Stagnating wage growth has been the hot topic of discussion among economy watchers lately, after data out last week showed pay excluding bonuses had crept up just 0.6% in the three months to June. It’s taken the pressure off Bank of England governor Mark Carney to raise interest rates but depressed workers rather, even as the economy is set to grow more than 3% this year.
The shock fall in annual Consumer Price Index inflation to 1.6% in July, from 1.9% the previous month and well below economists’ predictions of 1.8%, will cheer everyone with an eye on their squeezed pay packets, then (although it would be better for workers if wages actually grew more, rather than inflation falling further below the Bank’s 2% target).
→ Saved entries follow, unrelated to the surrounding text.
//! Error types shared by every stage of card rendering.

use std::path::PathBuf;

use thiserror::Error;

use crate::text::FontRole;

/// Errors produced while loading fonts, fetching invites or composing a card.
#[derive(Debug, Error)]
pub enum CardError {
    /// A required font could not be read or parsed. Fatal at startup.
    #[error("failed to load {role:?} font from '{}': {reason}", .path.display())]
    FontLoad {
        role: FontRole,
        path: PathBuf,
        reason: String,
    },

    /// Glyph outlines could not be produced for a text run.
    #[error("shaping failed: {0}")]
    Shaping(String),

    /// The invite or its icon could not be retrieved.
    #[error("invite data unavailable: {0}")]
    DataUnavailable(String),

    /// An input that passed validation still broke a composition invariant.
    #[error("invariant violated: {0}")]
    InvariantViolation(String),

    #[error("config error: {0}")]
    Config(String),

    #[error("I/O error: {source}")]
    Io {
        #[from]
        source: std::io::Error,
    },
}

impl From<reqwest::Error> for CardError {
    fn from(err: reqwest::Error) -> Self {
        CardError::DataUnavailable(err.to_string())
    }
}

pub type Result<T, E = CardError> = std::result::Result<T, E>;
//! End-to-end rendering against an in-memory invite source.
//!
//! Tested in this file:
//! - the full fetch, compose and serialize path
//! - locale selection and fallback
//! - the animation hint deciding icon format
//! - error propagation for missing invites, icons and names

mod common;

use invite_card::layout::{Drawable, Element, ImageFormat, Part};
use invite_card::{CardError, InviteRenderer, Locales, RenderRequest};

use common::{BlockShaper, MemorySource, invite};

fn renderer(source: MemorySource) -> InviteRenderer<MemorySource, BlockShaper> {
    InviteRenderer::new(source, BlockShaper::default(), Locales::builtin().unwrap())
}

fn icon_format(card: &invite_card::Card) -> Option<ImageFormat> {
    match card.root().find(Part::Icon)? {
        Element::Shape {
            drawable: Drawable::Image { format, .. },
            ..
        } => Some(*format),
        _ => None,
    }
}

// ---------------------------------------------------------------------------
// Happy path
// ---------------------------------------------------------------------------

#[tokio::test]
async fn renders_complete_card() {
    let source = MemorySource::default()
        .with_invite("test", invite(Some("Test Server"), Some("abc"), &[], 12345, 67890))
        .with_icon("abc", vec![0xff, 0xd8, 0xff]);
    let r = renderer(source);

    let card = r.render_card(&RenderRequest::new("test")).await.unwrap();
    assert_eq!(card.width(), 430.0);
    assert_eq!(card.height(), 110.0);
    assert_eq!(card.text(Part::ServerName), Some("Test Server"));
    assert_eq!(card.text(Part::OnlineCount), Some("12,345 Online"));
    assert_eq!(card.text(Part::MemberCount), Some("67,890 Members"));
    assert_eq!(card.local_bounds(Part::ServerName).unwrap().x0, 0.0);
    assert_eq!(icon_format(&card), Some(ImageFormat::Jpeg));

    let svg = r.render(&RenderRequest::new("test")).await.unwrap();
    assert!(svg.contains("viewBox=\"0 0 430 110\""));
    assert!(svg.contains("data:image/jpeg;base64,/9j/"));
}

#[tokio::test]
async fn language_selects_catalog() {
    let source = MemorySource::default()
        .with_invite("test", invite(Some("Test Server"), None, &[], 1, 2));
    let r = renderer(source);

    let de = r
        .render_card(&RenderRequest::new("test").language("de-AT"))
        .await
        .unwrap();
    assert_eq!(de.text(Part::ButtonLabel), Some("Beitreten"));

    let unknown = r
        .render_card(&RenderRequest::new("test").language("xx"))
        .await
        .unwrap();
    assert_eq!(unknown.text(Part::ButtonLabel), Some("Join"));
}

#[tokio::test]
async fn missing_icon_renders_acronym() {
    let source = MemorySource::default()
        .with_invite("test", invite(Some("Rust Lang"), None, &[], 1, 2));
    let requests = source.icon_requests.clone();
    let r = renderer(source);

    let card = r.render_card(&RenderRequest::new("test")).await.unwrap();
    assert!(card.root().find(Part::Icon).is_none());
    assert_eq!(card.text(Part::IconAcronym), Some("RL"));
    assert!(requests.lock().unwrap().is_empty());
}

// ---------------------------------------------------------------------------
// Animation hint
// ---------------------------------------------------------------------------

#[tokio::test]
async fn animated_icon_kept_when_hint_on() {
    let source = MemorySource::default()
        .with_invite("test", invite(Some("Test"), Some("a_f00"), &[], 1, 2))
        .with_icon("a_f00", b"GIF89a".to_vec());
    let requests = source.icon_requests.clone();
    let r = renderer(source);

    let card = r.render_card(&RenderRequest::new("test")).await.unwrap();
    assert_eq!(icon_format(&card), Some(ImageFormat::Gif));
    assert_eq!(*requests.lock().unwrap(), vec![("a_f00".to_string(), true)]);
}

#[tokio::test]
async fn animated_icon_flattened_when_hint_off() {
    let source = MemorySource::default()
        .with_invite("test", invite(Some("Test"), Some("a_f00"), &[], 1, 2))
        .with_icon("a_f00", vec![0xff, 0xd8]);
    let requests = source.icon_requests.clone();
    let r = renderer(source);

    let card = r
        .render_card(&RenderRequest::new("test").animation(false))
        .await
        .unwrap();
    assert_eq!(icon_format(&card), Some(ImageFormat::Jpeg));
    assert_eq!(*requests.lock().unwrap(), vec![("a_f00".to_string(), false)]);
}

#[tokio::test]
async fn static_hash_never_animated() {
    let source = MemorySource::default()
        .with_invite("test", invite(Some("Test"), Some("f00"), &[], 1, 2))
        .with_icon("f00", vec![0xff, 0xd8]);
    let requests = source.icon_requests.clone();
    let r = renderer(source);

    let card = r.render_card(&RenderRequest::new("test")).await.unwrap();
    assert_eq!(icon_format(&card), Some(ImageFormat::Jpeg));
    assert_eq!(*requests.lock().unwrap(), vec![("f00".to_string(), false)]);
}

// ---------------------------------------------------------------------------
// Badges from guild features
// ---------------------------------------------------------------------------

#[tokio::test]
async fn guild_features_drive_badge() {
    let source = MemorySource::default()
        .with_invite("plain", invite(Some("Test"), None, &["COMMUNITY"], 1, 2))
        .with_invite("both", invite(Some("Test"), None, &["PARTNERED", "VERIFIED"], 1, 2));
    let r = renderer(source);

    let plain = r.render_card(&RenderRequest::new("plain")).await.unwrap();
    assert!(plain.root().find(Part::BadgeStrip).is_none());
    assert_eq!(plain.local_bounds(Part::ServerName).unwrap().x0, 0.0);

    let both = r.render_card(&RenderRequest::new("both")).await.unwrap();
    assert!(both.root().find(Part::BadgeStrip).is_some());
    assert_eq!(both.local_bounds(Part::ServerName).unwrap().x0, 24.0);
}

// ---------------------------------------------------------------------------
// Failures
// ---------------------------------------------------------------------------

#[tokio::test]
async fn unknown_invite_is_unavailable() {
    let r = renderer(MemorySource::default());
    let err = r.render(&RenderRequest::new("nope")).await.unwrap_err();
    assert!(matches!(err, CardError::DataUnavailable(_)));
}

#[tokio::test]
async fn failed_icon_fetch_aborts_render() {
    let source = MemorySource::default()
        .with_invite("test", invite(Some("Test"), Some("gone"), &[], 1, 2));
    let r = renderer(source);
    let err = r.render(&RenderRequest::new("test")).await.unwrap_err();
    assert!(matches!(err, CardError::DataUnavailable(_)));
}

#[tokio::test]
async fn nameless_guild_is_rejected() {
    let source = MemorySource::default().with_invite("test", invite(None, None, &[], 1, 2));
    let r = renderer(source);
    let err = r.render(&RenderRequest::new("test")).await.unwrap_err();
    assert!(matches!(err, CardError::InvariantViolation(_)));
}

#[tokio::test]
async fn guildless_invite_is_rejected() {
    let mut record = invite(Some("Test"), None, &[], 1, 2);
    record.guild = None;
    let r = renderer(MemorySource::default().with_invite("test", record));
    let err = r.render(&RenderRequest::new("test")).await.unwrap_err();
    assert!(matches!(err, CardError::InvariantViolation(_)));
}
Under-control inflation also makes it increasingly less likely the Bank will put up rates this year, or even the first quarter of next, even though Carney said on Sunday they might have to rise before real wages catch up with prices. Indeed if it stays stubbornly below 2%, we might even want to get worried about the spectre of deflation that is currently threatening to haunt the Eurozone.
The surprise fall, led by a 0.2% fall in clothing prices and a supermarket price war-spurred 0.4% drop in food prices, prompted the pound to fall off a mini-cliff. It was down 0.5% to $1.6644 in mid-morning trading and had fallen to a four-month low of $1.6634, as the prospect of low returns from continued low interest rates prompted currency buyers to move their cash elsewhere.
That’s good news for exporters – another reason, what with the government currently unlikely to hit its target of £1tn yearly exports by 2020, for Carney to keep rates lower for longer.